In Chicago there is a variation of the danger dog called the Francheezie. Typically found at "greasy spoon" restaurants, it consists of a jumbo hot dog split in the middle and filled with Cheddar cheese (or Velveeta). It is wrapped in bacon and deep-fried, then served on a toasted bun.

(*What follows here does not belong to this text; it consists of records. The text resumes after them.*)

//! Shared fixtures for integration tests.
//!
//! All entities are keyed by fresh UUIDs, so tests can share one database
//! without stepping on each other.

use chrono::Utc;
use sqlx::PgPool;

use recruit_core::common::{JobId, RequestContext, RoleKind, UserId};
use recruit_core::domains::accounts::actions::capabilities_of;
use recruit_core::domains::accounts::models::{RoleGrant, User};
use recruit_core::domains::jobs::JobPosting;

/// Insert a bare user with no roles.
pub async fn create_user(pool: &PgPool) -> User {
    let id = UserId::new();
    User {
        id,
        username: format!("user-{}", id),
        email: format!("{}@example.com", id),
        active_role: None,
        created_at: Utc::now(),
    }
    .insert(pool)
    .await
    .expect("Failed to insert user")
}

/// Resolve a request context the way the entry point would: capabilities
/// read once from the role ledger.
pub async fn ctx_for(user: UserId, pool: &PgPool) -> RequestContext {
    let caps = capabilities_of(user, pool)
        .await
        .expect("Failed to resolve capabilities");
    RequestContext::new(user, caps)
}

/// A user holding an approved grant for `role`.
pub async fn create_user_with_role(role: RoleKind, pool: &PgPool) -> (User, RequestContext) {
    let user = create_user(pool).await;
    RoleGrant::upsert_request(user.id, role, true, pool)
        .await
        .expect("Failed to grant role");
    let ctx = ctx_for(user.id, pool).await;
    (user, ctx)
}

pub async fn create_job_seeker(pool: &PgPool) -> (User, RequestContext) {
    create_user_with_role(RoleKind::JobSeeker, pool).await
}

pub async fn create_employer(pool: &PgPool) -> (User, RequestContext) {
    create_user_with_role(RoleKind::Employer, pool).await
}

pub async fn create_admin(pool: &PgPool) -> (User, RequestContext) {
    create_user_with_role(RoleKind::Admin, pool).await
}

/// A published posting owned by `employer`.
pub async fn create_published_posting(employer: UserId, pool: &PgPool) -> JobPosting {
    JobPosting {
        id: JobId::new(),
        employer_id: employer,
        title: "Backend Engineer".to_string(),
        description: "Build the workflow engine".to_string(),
        published: true,
        created_at: Utc::now(),
    }
    .insert(pool)
    .await
    .expect("Failed to insert job posting")
}

/// An unpublished posting owned by `employer`.
pub async fn create_draft_posting(employer: UserId, pool: &PgPool) -> JobPosting {
    JobPosting {
        id: JobId::new(),
        employer_id: employer,
        title: "Draft role".to_string(),
        description: String::new(),
        published: false,
        created_at: Utc::now(),
    }
    .insert(pool)
    .await
    .expect("Failed to insert draft posting")
}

===Macaroni and cheese dog===
Another variation is a hot dog topped with macaroni and cheese.

===Reuben dog===
A reuben dog can consist of a hot dog topped with ingredient combinations such as corned beef, sauerkraut, Swiss cheese and Russian dressing.

===Seattle dog===
A Seattle-style hot dog, sometimes referred to as a "Seattle Dog," is a hot dog topped with cream cheese that has become popular in Seattle, Washington.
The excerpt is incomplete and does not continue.